LATEST WRITINGS FROM PASTOR PHILIP HOPPE

Posted inTheology and Practice

“Me and Jesus” Christianity meets the Sacraments

Anyone who cares to examine the church at large knows that we have for some time now been inundated with “Me and Jesus” Christianity.   Yes a Christianity divorced from anyone and anything else.  Christianity divorced from the church and divorced from any shared confession of the faith.  “Me and Jesus do faith our way.  Well, really my way.  I never really asked Jesus. But for me, this is great.”

And for a long time, much of the clergy has rooted this on.  The whole “relationship not religion” movement may have been started as a legitimate rebuke of lip worship (Isaiah 29:13) devoid of true fear, love, and trust, but it degenerated quickly into a highly individualistic view of relationship to God.  Vain religion was in the minds of most paired with the idea of the Church as a whole.  If people were still going to interact with the church on earth, it would be on their terms.  Clergy continued to shift and provide churches formed by their people rather than being the Church which by its nature forms the people.  For a while, enough people thought enough alike that churches could work in this way just by centering in on a demographic.  But as people’s beliefs became more divergent, the possibility of creating  a church that would match the desires of enough people to maintain a church become less and less.  So then we went to a la carte churches which just tried to offer anything, and let people come in and out as they wanted.
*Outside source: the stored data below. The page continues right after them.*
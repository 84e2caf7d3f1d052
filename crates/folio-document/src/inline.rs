//! Inline content.
//!
//! A block's text is an ordered list of [`Span`]s, each carrying its own set
//! of [`Marks`]. Formatting is structural: a literal `**` typed by an author
//! is just two asterisks, never bold.
//!
//! Hard line breaks (`<br>`) are `'\n'` characters inside a span. Any other
//! ASCII whitespace is layout and collapses to a single space when the run is
//! normalized.

use folio_common::text::{is_ascii_whitespace, is_blank};
use serde::{Deserialize, Serialize};

/// Formatting applied to a [`Span`].
#[derive(Debug, Clone, Default, PartialEq, Eq, Hash, Serialize, Deserialize)]
#[serde(default)]
pub struct Marks {
    /// `<strong>` / `<b>`
    #[serde(skip_serializing_if = "std::ops::Not::not")]
    pub bold: bool,
    /// `<em>` / `<i>`
    #[serde(skip_serializing_if = "std::ops::Not::not")]
    pub italic: bool,
    /// `<code>` and its typewriter relatives
    #[serde(skip_serializing_if = "std::ops::Not::not")]
    pub code: bool,
    /// Target of the innermost enclosing `<a href>`.
    #[serde(skip_serializing_if = "Option::is_none")]
    pub link: Option<String>,
}

impl Marks {
    /// No formatting.
    #[must_use]
    pub const fn plain() -> Self {
        Self {
            bold: false,
            italic: false,
            code: false,
            link: None,
        }
    }

    /// These marks with bold added.
    #[must_use]
    pub fn with_bold(&self) -> Self {
        Self {
            bold: true,
            ..self.clone()
        }
    }

    /// These marks with italic added.
    #[must_use]
    pub fn with_italic(&self) -> Self {
        Self {
            italic: true,
            ..self.clone()
        }
    }

    /// These marks with code added.
    #[must_use]
    pub fn with_code(&self) -> Self {
        Self {
            code: true,
            ..self.clone()
        }
    }

    /// These marks linking to `href`. An inner link replaces an outer one.
    #[must_use]
    pub fn with_link(&self, href: &str) -> Self {
        Self {
            link: Some(href.to_string()),
            ..self.clone()
        }
    }

    /// True when no formatting is applied.
    #[must_use]
    pub const fn is_plain(&self) -> bool {
        !self.bold && !self.italic && !self.code && self.link.is_none()
    }
}

/// A piece of text with uniform formatting.
#[derive(Debug, Clone, Default, PartialEq, Eq, Hash, Serialize, Deserialize)]
pub struct Span {
    /// The characters; `'\n'` is a hard line break.
    pub text: String,
    /// Formatting for every character of `text`.
    #[serde(default, skip_serializing_if = "Marks::is_plain")]
    pub marks: Marks,
}

impl Span {
    /// A span of unformatted text.
    #[must_use]
    pub fn plain(text: &str) -> Self {
        Self {
            text: text.to_string(),
            marks: Marks::plain(),
        }
    }

    /// A span of `text` with `marks`.
    #[must_use]
    pub fn new(text: &str, marks: Marks) -> Self {
        Self {
            text: text.to_string(),
            marks,
        }
    }
}

/// The inline content of a block.
#[derive(Debug, Clone, Default, PartialEq, Eq, Hash, Serialize, Deserialize)]
#[serde(transparent)]
pub struct InlineRun {
    /// Spans in reading order.
    pub spans: Vec<Span>,
}

impl InlineRun {
    /// An empty run.
    #[must_use]
    pub const fn new() -> Self {
        Self { spans: Vec::new() }
    }

    /// A normalized run holding one unformatted span.
    #[must_use]
    pub fn plain(text: &str) -> Self {
        let mut run = Self::new();
        run.push_str(text, &Marks::plain());
        run.normalize();
        run
    }

    /// Append `text` with `marks`, extending the last span when the marks match.
    pub fn push_str(&mut self, text: &str, marks: &Marks) {
        if text.is_empty() {
            return;
        }
        match self.spans.last_mut() {
            Some(last) if last.marks == *marks => last.text.push_str(text),
            _ => self.spans.push(Span::new(text, marks.clone())),
        }
    }

    /// Append one character with `marks`.
    pub fn push_char(&mut self, c: char, marks: &Marks) {
        match self.spans.last_mut() {
            Some(last) if last.marks == *marks => last.text.push(c),
            _ => self.spans.push(Span::new(&c.to_string(), marks.clone())),
        }
    }

    /// Append a hard line break unless the run is empty or already ends with one.
    pub fn push_soft_break(&mut self) {
        let ends_open = self
            .spans
            .last()
            .and_then(|span| span.text.chars().last())
            .is_some_and(|c| c != '\n');
        if ends_open {
            self.push_char('\n', &Marks::plain());
        }
    }

    /// True if the run holds no characters.
    #[must_use]
    pub fn is_empty(&self) -> bool {
        self.spans.iter().all(|span| span.text.is_empty())
    }

    /// True if a reader would see nothing: only whitespace and line breaks.
    #[must_use]
    pub fn is_blank(&self) -> bool {
        self.spans.iter().all(|span| is_blank(&span.text))
    }

    /// The run's characters without formatting.
    #[must_use]
    pub fn plain_text(&self) -> String {
        self.spans.iter().map(|span| span.text.as_str()).collect()
    }

    /// Bring the run into canonical form.
    ///
    /// - runs of ASCII whitespace become one space, carrying the marks of
    ///   the first whitespace character
    /// - spaces next to a hard break are removed
    /// - leading and trailing spaces and breaks are removed
    /// - empty spans disappear and neighbours with equal marks merge
    ///
    /// Normalizing twice gives the same run as normalizing once.
    pub fn normalize(&mut self) {
        let mut out = Self::new();
        let mut pending_space: Option<Marks> = None;
        let mut line_start = true;
        for span in &self.spans {
            for c in span.text.chars() {
                if c == '\n' {
                    pending_space = None;
                    if !out.is_empty() {
                        out.push_char('\n', &span.marks);
                    }
                    line_start = true;
                } else if is_ascii_whitespace(c) {
                    if !line_start && pending_space.is_none() {
                        pending_space = Some(span.marks.clone());
                    }
                } else {
                    if let Some(marks) = pending_space.take() {
                        out.push_char(' ', &marks);
                    }
                    out.push_char(c, &span.marks);
                    line_start = false;
                }
            }
        }
        out.trim_trailing_breaks();
        *self = out;
    }

    fn trim_trailing_breaks(&mut self) {
        while let Some(last) = self.spans.last_mut() {
            let trimmed_len = last.text.trim_end_matches('\n').len();
            last.text.truncate(trimmed_len);
            if last.text.is_empty() {
                let _ = self.spans.pop();
            } else {
                break;
            }
        }
    }

    /// Remove one leading list marker typed as text.
    ///
    /// Unordered lists strip a `•`, ordered lists strip `N.`; either must be
    /// followed by whitespace or the end of the run. Returns true if a marker
    /// was removed. The run is normalized afterwards.
    pub fn strip_list_marker(&mut self, ordered: bool) -> bool {
        let single_span = self.spans.len() == 1;
        let Some(first) = self.spans.first_mut() else {
            return false;
        };
        let text = first.text.as_str();
        let marker_len = if ordered {
            let digits = text.len() - text.trim_start_matches(|c: char| c.is_ascii_digit()).len();
            if digits > 0 && text[digits..].starts_with('.') {
                digits + 1
            } else {
                0
            }
        } else if text.starts_with('\u{2022}') {
            '\u{2022}'.len_utf8()
        } else {
            0
        };
        if marker_len == 0 {
            return false;
        }
        let rest = &text[marker_len..];
        let boundary = (rest.is_empty() && single_span) || rest.starts_with(is_ascii_whitespace);
        if !boundary {
            return false;
        }
        first.text.replace_range(..marker_len, "");
        self.normalize();
        true
    }

    /// Encode the run with the legacy text markers.
    ///
    /// `**bold**`, `*italic*`, `***both***`, `` `code` `` and
    /// `[text](href)`, nested in that order from the outside in: link,
    /// emphasis, code. Marker characters in the text are escaped with a
    /// backslash, and each line of a span is wrapped on its own, so
    /// [`InlineRun::from_markers`] reads back exactly what was written.
    /// A link whose href holds whitespace cannot be written and is kept as
    /// its text.
    #[must_use]
    pub fn to_markers(&self) -> String {
        let mut out = String::new();
        for span in &self.spans {
            for (i, line) in span.text.split('\n').enumerate() {
                if i > 0 {
                    out.push('\n');
                }
                if !line.is_empty() {
                    write_marked(&mut out, line, &span.marks);
                }
            }
        }
        out
    }

    /// Decode text written with the legacy markers.
    ///
    /// Unmatched markers stay literal, as does any character after a
    /// backslash. The result is normalized.
    #[must_use]
    pub fn from_markers(text: &str) -> Self {
        let mut run = Self::new();
        run.push_markers(text, &Marks::plain());
        run.normalize();
        run
    }

    /// Decode `text` with the legacy markers on top of `marks` and append it.
    pub fn push_markers(&mut self, text: &str, marks: &Marks) {
        let mut plain = String::new();
        let mut i = 0;
        while i < text.len() {
            let rest = &text[i..];
            let mut chars = rest.chars();
            let Some(c) = chars.next() else {
                break;
            };
            if c == '\\'
                && let Some(escaped) = chars.next()
            {
                plain.push(escaped);
                i += 1 + escaped.len_utf8();
            } else if let Some(found) = match_marker(rest, marks) {
                self.push_str(&plain, marks);
                plain.clear();
                if found.nested {
                    self.push_markers(found.inner, &found.marks);
                } else {
                    self.push_str(&unescape(found.inner), &found.marks);
                }
                i += found.consumed;
            } else {
                plain.push(c);
                i += c.len_utf8();
            }
        }
        self.push_str(&plain, marks);
    }
}

/// Characters that open or close a marker.
const MARKER_CHARS: &[char] = &['\\', '*', '`', '[', ']'];

/// Append one line of a span with its markers.
fn write_marked(out: &mut String, text: &str, marks: &Marks) {
    let link = marks
        .link
        .as_deref()
        .filter(|href| !href.is_empty() && !href.contains(char::is_whitespace));
    let emphasis = match (marks.bold, marks.italic) {
        (true, true) => "***",
        (true, false) => "**",
        (false, true) => "*",
        (false, false) => "",
    };
    if link.is_some() {
        out.push('[');
    }
    out.push_str(emphasis);
    if marks.code {
        out.push('`');
    }
    for c in text.chars() {
        if MARKER_CHARS.contains(&c) {
            out.push('\\');
        }
        out.push(c);
    }
    if marks.code {
        out.push('`');
    }
    out.push_str(emphasis);
    if let Some(href) = link {
        out.push_str("](");
        for c in href.chars() {
            if matches!(c, '\\' | ')') {
                out.push('\\');
            }
            out.push(c);
        }
        out.push(')');
    }
}

/// Byte offset of the first `pattern` in `text` not preceded by a backslash
/// escape.
fn find_unescaped(text: &str, pattern: &str) -> Option<usize> {
    let mut chars = text.char_indices();
    while let Some((i, c)) = chars.next() {
        if c == '\\' {
            let _ = chars.next();
        } else if text[i..].starts_with(pattern) {
            return Some(i);
        }
    }
    None
}

/// Drop backslash escapes. A trailing lone backslash stays.
fn unescape(text: &str) -> String {
    let mut out = String::with_capacity(text.len());
    let mut chars = text.chars();
    while let Some(c) = chars.next() {
        if c == '\\'
            && let Some(escaped) = chars.next()
        {
            out.push(escaped);
        } else {
            out.push(c);
        }
    }
    out
}

/// One marker construct found at the start of some text.
struct MarkerMatch<'t> {
    /// Bytes of source text covered, markers included.
    consumed: usize,
    inner: &'t str,
    marks: Marks,
    /// Whether `inner` may hold further markers.
    nested: bool,
}

/// An emphasis or code marker, longest first.
const DELIMITERS: &[&str] = &["***", "**", "`", "*"];

/// Try to read one marker construct at the start of `rest`.
fn match_marker<'t>(rest: &'t str, marks: &Marks) -> Option<MarkerMatch<'t>> {
    if let Some(&delimiter) = DELIMITERS.iter().find(|d| rest.starts_with(**d)) {
        let body = &rest[delimiter.len()..];
        let end = find_unescaped(body, delimiter).filter(|&end| end > 0)?;
        let marks = match delimiter {
            "***" => marks.with_bold().with_italic(),
            "**" => marks.with_bold(),
            "`" => marks.with_code(),
            _ => marks.with_italic(),
        };
        return Some(MarkerMatch {
            consumed: end + 2 * delimiter.len(),
            inner: &body[..end],
            marks,
            nested: delimiter != "`",
        });
    }
    let body = rest.strip_prefix('[')?;
    let label_end = find_unescaped(body, "](").filter(|&end| end > 0)?;
    let after = &body[label_end + 2..];
    let href_end = find_unescaped(after, ")").filter(|&end| end > 0)?;
    let href = unescape(&after[..href_end]);
    if href.is_empty() || href.contains(char::is_whitespace) {
        return None;
    }
    Some(MarkerMatch {
        consumed: 1 + label_end + 2 + href_end + 1,
        inner: &body[..label_end],
        marks: marks.with_link(&href),
        nested: true,
    })
}

impl From<&str> for InlineRun {
    fn from(text: &str) -> Self {
        Self::plain(text)
    }
}

impl FromIterator<Span> for InlineRun {
    fn from_iter<I: IntoIterator<Item = Span>>(iter: I) -> Self {
        Self {
            spans: iter.into_iter().collect(),
        }
    }
}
And now many are sitting back and wondering why all the pews are empty.  Why?  Because most people think their relationship to Jesus has nothing to do with the Church or her marks (Word and Sacrament).  “Me and Jesus” have no need of that.  And they learned most of this from those now staring at the emptiness before them.
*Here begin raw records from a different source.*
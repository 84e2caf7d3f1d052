//! Named character reference lookup table.
//!
//! [§ 13.5 Named character references](https://html.spec.whatwg.org/multipage/named-characters.html)
//!
//! The full table has 2,231 entries. Content pasted into an editor uses a
//! small, stable subset: markup escapes, the Latin-1 block, typographic
//! punctuation, and a handful of arrows and symbols. Names without the
//! trailing semicolon are the legacy forms the standard still accepts.

/// Entity names (without the leading `&`) and their replacement text,
/// sorted by byte order for binary search.
static NAMED_ENTITIES: &[(&str, &str)] = &[
    ("AElig", "\u{00C6}"),
    ("AElig;", "\u{00C6}"),
    ("Aacute", "\u{00C1}"),
    ("Aacute;", "\u{00C1}"),
    ("Acirc", "\u{00C2}"),
    ("Acirc;", "\u{00C2}"),
    ("Agrave", "\u{00C0}"),
    ("Agrave;", "\u{00C0}"),
    ("Aring", "\u{00C5}"),
    ("Aring;", "\u{00C5}"),
    ("Atilde", "\u{00C3}"),
    ("Atilde;", "\u{00C3}"),
    ("Auml", "\u{00C4}"),
    ("Auml;", "\u{00C4}"),
    ("Ccedil", "\u{00C7}"),
    ("Ccedil;", "\u{00C7}"),
    ("Dagger;", "\u{2021}"),
    ("ETH", "\u{00D0}"),
    ("ETH;", "\u{00D0}"),
    ("Eacute", "\u{00C9}"),
    ("Eacute;", "\u{00C9}"),
    ("Ecirc", "\u{00CA}"),
    ("Ecirc;", "\u{00CA}"),
    ("Egrave", "\u{00C8}"),
    ("Egrave;", "\u{00C8}"),
    ("Euml", "\u{00CB}"),
    ("Euml;", "\u{00CB}"),
    ("Iacute", "\u{00CD}"),
    ("Iacute;", "\u{00CD}"),
    ("Icirc", "\u{00CE}"),
    ("Icirc;", "\u{00CE}"),
    ("Igrave", "\u{00CC}"),
    ("Igrave;", "\u{00CC}"),
    ("Iuml", "\u{00CF}"),
    ("Iuml;", "\u{00CF}"),
    ("Ntilde", "\u{00D1}"),
    ("Ntilde;", "\u{00D1}"),
    ("OElig;", "\u{0152}"),
    ("Oacute", "\u{00D3}"),
    ("Oacute;", "\u{00D3}"),
    ("Ocirc", "\u{00D4}"),
    ("Ocirc;", "\u{00D4}"),
    ("Ograve", "\u{00D2}"),
    ("Ograve;", "\u{00D2}"),
    ("Omega;", "\u{03A9}"),
    ("Oslash", "\u{00D8}"),
    ("Oslash;", "\u{00D8}"),
    ("Otilde", "\u{00D5}"),
    ("Otilde;", "\u{00D5}"),
    ("Ouml", "\u{00D6}"),
    ("Ouml;", "\u{00D6}"),
    ("Prime;", "\u{2033}"),
    ("Scaron;", "\u{0160}"),
    ("THORN", "\u{00DE}"),
    ("THORN;", "\u{00DE}"),
    ("Uacute", "\u{00DA}"),
    ("Uacute;", "\u{00DA}"),
    ("Ucirc", "\u{00DB}"),
    ("Ucirc;", "\u{00DB}"),
    ("Ugrave", "\u{00D9}"),
    ("Ugrave;", "\u{00D9}"),
    ("Uuml", "\u{00DC}"),
    ("Uuml;", "\u{00DC}"),
    ("Yacute", "\u{00DD}"),
    ("Yacute;", "\u{00DD}"),
    ("Yuml;", "\u{0178}"),
    ("aacute", "\u{00E1}"),
    ("aacute;", "\u{00E1}"),
    ("acirc", "\u{00E2}"),
    ("acirc;", "\u{00E2}"),
    ("acute", "\u{00B4}"),
    ("acute;", "\u{00B4}"),
    ("aelig", "\u{00E6}"),
    ("aelig;", "\u{00E6}"),
    ("agrave", "\u{00E0}"),
    ("agrave;", "\u{00E0}"),
    ("alpha;", "\u{03B1}"),
    ("amp", "&"),
    ("amp;", "&"),
    ("apos;", "'"),
    ("aring", "\u{00E5}"),
    ("aring;", "\u{00E5}"),
    ("atilde", "\u{00E3}"),
    ("atilde;", "\u{00E3}"),
    ("auml", "\u{00E4}"),
    ("auml;", "\u{00E4}"),
    ("bdquo;", "\u{201E}"),
    ("beta;", "\u{03B2}"),
    ("brvbar", "\u{00A6}"),
    ("brvbar;", "\u{00A6}"),
    ("bull;", "\u{2022}"),
    ("ccedil", "\u{00E7}"),
    ("ccedil;", "\u{00E7}"),
    ("cedil", "\u{00B8}"),
    ("cedil;", "\u{00B8}"),
    ("cent", "\u{00A2}"),
    ("cent;", "\u{00A2}"),
    ("check;", "\u{2713}"),
    ("circ;", "\u{02C6}"),
    ("clubs;", "\u{2663}"),
    ("copy", "\u{00A9}"),
    ("copy;", "\u{00A9}"),
    ("curren", "\u{00A4}"),
    ("curren;", "\u{00A4}"),
    ("dagger;", "\u{2020}"),
    ("darr;", "\u{2193}"),
    ("deg", "\u{00B0}"),
    ("deg;", "\u{00B0}"),
    ("delta;", "\u{03B4}"),
    ("diams;", "\u{2666}"),
    ("divide", "\u{00F7}"),
    ("divide;", "\u{00F7}"),
    ("eacute", "\u{00E9}"),
    ("eacute;", "\u{00E9}"),
    ("ecirc", "\u{00EA}"),
    ("ecirc;", "\u{00EA}"),
    ("egrave", "\u{00E8}"),
    ("egrave;", "\u{00E8}"),
    ("emsp;", "\u{2003}"),
    ("ensp;", "\u{2002}"),
    ("eth", "\u{00F0}"),
    ("eth;", "\u{00F0}"),
    ("euml", "\u{00EB}"),
    ("euml;", "\u{00EB}"),
    ("euro;", "\u{20AC}"),
    ("fnof;", "\u{0192}"),
    ("frac12", "\u{00BD}"),
    ("frac12;", "\u{00BD}"),
    ("frac14", "\u{00BC}"),
    ("frac14;", "\u{00BC}"),
    ("frac34", "\u{00BE}"),
    ("frac34;", "\u{00BE}"),
    ("frasl;", "\u{2044}"),
    ("gamma;", "\u{03B3}"),
    ("ge;", "\u{2265}"),
    ("gt", ">"),
    ("gt;", ">"),
    ("harr;", "\u{2194}"),
    ("hearts;", "\u{2665}"),
    ("hellip;", "\u{2026}"),
    ("iacute", "\u{00ED}"),
    ("iacute;", "\u{00ED}"),
    ("icirc", "\u{00EE}"),
    ("icirc;", "\u{00EE}"),
    ("iexcl", "\u{00A1}"),
    ("iexcl;", "\u{00A1}"),
    ("igrave", "\u{00EC}"),
    ("igrave;", "\u{00EC}"),
    ("infin;", "\u{221E}"),
    ("iquest", "\u{00BF}"),
    ("iquest;", "\u{00BF}"),
    ("iuml", "\u{00EF}"),
    ("iuml;", "\u{00EF}"),
    ("laquo", "\u{00AB}"),
    ("laquo;", "\u{00AB}"),
    ("larr;", "\u{2190}"),
    ("ldquo;", "\u{201C}"),
    ("le;", "\u{2264}"),
    ("lrm;", "\u{200E}"),
    ("lsaquo;", "\u{2039}"),
    ("lsquo;", "\u{2018}"),
    ("lt", "<"),
    ("lt;", "<"),
    ("macr", "\u{00AF}"),
    ("macr;", "\u{00AF}"),
    ("mdash;", "\u{2014}"),
    ("micro", "\u{00B5}"),
    ("micro;", "\u{00B5}"),
    ("middot", "\u{00B7}"),
    ("middot;", "\u{00B7}"),
    ("minus;", "\u{2212}"),
    ("mu;", "\u{03BC}"),
    ("nbsp", "\u{00A0}"),
    ("nbsp;", "\u{00A0}"),
    ("ndash;", "\u{2013}"),
    ("ne;", "\u{2260}"),
    ("not", "\u{00AC}"),
    ("not;", "\u{00AC}"),
    ("ntilde", "\u{00F1}"),
    ("ntilde;", "\u{00F1}"),
    ("oacute", "\u{00F3}"),
    ("oacute;", "\u{00F3}"),
    ("ocirc", "\u{00F4}"),
    ("ocirc;", "\u{00F4}"),
    ("oelig;", "\u{0153}"),
    ("ograve", "\u{00F2}"),
    ("ograve;", "\u{00F2}"),
    ("ordf", "\u{00AA}"),
    ("ordf;", "\u{00AA}"),
    ("ordm", "\u{00BA}"),
    ("ordm;", "\u{00BA}"),
    ("oslash", "\u{00F8}"),
    ("oslash;", "\u{00F8}"),
    ("otilde", "\u{00F5}"),
    ("otilde;", "\u{00F5}"),
    ("ouml", "\u{00F6}"),
    ("ouml;", "\u{00F6}"),
    ("para", "\u{00B6}"),
    ("para;", "\u{00B6}"),
    ("permil;", "\u{2030}"),
    ("phone;", "\u{260E}"),
    ("pi;", "\u{03C0}"),
    ("plusmn", "\u{00B1}"),
    ("plusmn;", "\u{00B1}"),
    ("pound", "\u{00A3}"),
    ("pound;", "\u{00A3}"),
    ("prime;", "\u{2032}"),
    ("quot", "\""),
    ("quot;", "\""),
    ("raquo", "\u{00BB}"),
    ("raquo;", "\u{00BB}"),
    ("rarr;", "\u{2192}"),
    ("rdquo;", "\u{201D}"),
    ("reg", "\u{00AE}"),
    ("reg;", "\u{00AE}"),
    ("rlm;", "\u{200F}"),
    ("rsaquo;", "\u{203A}"),
    ("rsquo;", "\u{2019}"),
    ("sbquo;", "\u{201A}"),
    ("scaron;", "\u{0161}"),
    ("sect", "\u{00A7}"),
    ("sect;", "\u{00A7}"),
    ("shy", "\u{00AD}"),
    ("shy;", "\u{00AD}"),
    ("spades;", "\u{2660}"),
    ("star;", "\u{2606}"),
    ("starf;", "\u{2605}"),
    ("sup1", "\u{00B9}"),
    ("sup1;", "\u{00B9}"),
    ("sup2", "\u{00B2}"),
    ("sup2;", "\u{00B2}"),
    ("sup3", "\u{00B3}"),
    ("sup3;", "\u{00B3}"),
    ("szlig", "\u{00DF}"),
    ("szlig;", "\u{00DF}"),
    ("thinsp;", "\u{2009}"),
    ("thorn", "\u{00FE}"),
    ("thorn;", "\u{00FE}"),
    ("tilde;", "\u{02DC}"),
    ("times", "\u{00D7}"),
    ("times;", "\u{00D7}"),
    ("trade;", "\u{2122}"),
    ("uacute", "\u{00FA}"),
    ("uacute;", "\u{00FA}"),
    ("uarr;", "\u{2191}"),
    ("ucirc", "\u{00FB}"),
    ("ucirc;", "\u{00FB}"),
    ("ugrave", "\u{00F9}"),
    ("ugrave;", "\u{00F9}"),
    ("uml", "\u{00A8}"),
    ("uml;", "\u{00A8}"),
    ("uuml", "\u{00FC}"),
    ("uuml;", "\u{00FC}"),
    ("yacute", "\u{00FD}"),
    ("yacute;", "\u{00FD}"),
    ("yen", "\u{00A5}"),
    ("yen;", "\u{00A5}"),
    ("yuml", "\u{00FF}"),
    ("yuml;", "\u{00FF}"),
    ("zwj;", "\u{200D}"),
    ("zwnj;", "\u{200C}"),
];

/// Length of the longest entity name in [`NAMED_ENTITIES`], semicolon included.
pub const MAX_ENTITY_NAME_LEN: usize = 7;

/// Look up a named character reference.
///
/// The `name` should NOT include the leading '&'.
///
/// # Example
/// ```ignore
/// lookup_entity("amp;")  // Some("&")
/// lookup_entity("amp")   // Some("&"), legacy form
/// lookup_entity("xyz;")  // None
/// ```
#[must_use]
pub fn lookup_entity(name: &str) -> Option<&'static str> {
    NAMED_ENTITIES
        .binary_search_by(|(candidate, _)| (*candidate).cmp(name))
        .ok()
        .map(|index| NAMED_ENTITIES[index].1)
}

/// Find the longest entity name that `candidate` starts with.
///
/// Returns the matched name and its replacement. The caller passes the
/// run of ASCII alphanumerics after `&`, plus a trailing `;` if present.
#[must_use]
pub fn longest_entity_prefix(candidate: &str) -> Option<(&str, &'static str)> {
    (1..=candidate.len().min(MAX_ENTITY_NAME_LEN))
        .rev()
        .filter(|&end| candidate.is_char_boundary(end))
        .find_map(|end| {
            let name = &candidate[..end];
            lookup_entity(name).map(|replacement| (name, replacement))
        })
}

#[cfg(test)]
mod tests {
    use super::*;

    #[test]
    fn table_is_sorted() {
        assert!(NAMED_ENTITIES.windows(2).all(|w| w[0].0 < w[1].0));
    }

    #[test]
    fn max_len_matches_table() {
        let longest = NAMED_ENTITIES.iter().map(|(n, _)| n.len()).max();
        assert_eq!(longest, Some(MAX_ENTITY_NAME_LEN));
    }

    #[test]
    fn longest_prefix_prefers_semicolon_form() {
        assert_eq!(longest_entity_prefix("amp;"), Some(("amp;", "&")));
        assert_eq!(longest_entity_prefix("notit;"), Some(("not", "\u{00AC}")));
        assert_eq!(longest_entity_prefix("zzz"), None);
    }
}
How do we get back to a communal understanding of the faith that is so thoroughly scriptural?  Did someone say communion?    Well, close enough.   Yes, it should be no surprise that the rise of individualism and the underemphasis of the sacraments (or at least their misinterpretation as private acts) ran parallel to each other.  Yes we could increase the community feeling through trust falls and forced conversational intimacy.  But I would suggest the real answer is to practice and preach the sacraments with much emphasis on their corporate nature.  Baptism as incorporation into the body (Ephesians 4:4-5; 1 Corinthians 1; 1Corinthians 12:13; Galatians 3:27-28) and Eucharist as common meal of the baptized (1 Corinthians 10-11).  From there might flow trust falls and real conversational intimacy.  Emphasizing the sacraments reminds people that having a relationship with God necessarily means a relationship with the church and its members.  And if properly preached this is not  word of law requiring people to be there with the others, but  word of gospel explaining the blessedness of life together.

Psalm 133: Behold, how good and pleasant it is when brothers dwell in unity!  It is like the precious oil on the head, running down on the beard, on the beard of Aaron, running down on the collar of his robes!  It is like the dew of Hermon, which falls on the mountains of Zion! For there the LORD has commanded the blessing, life forevermore.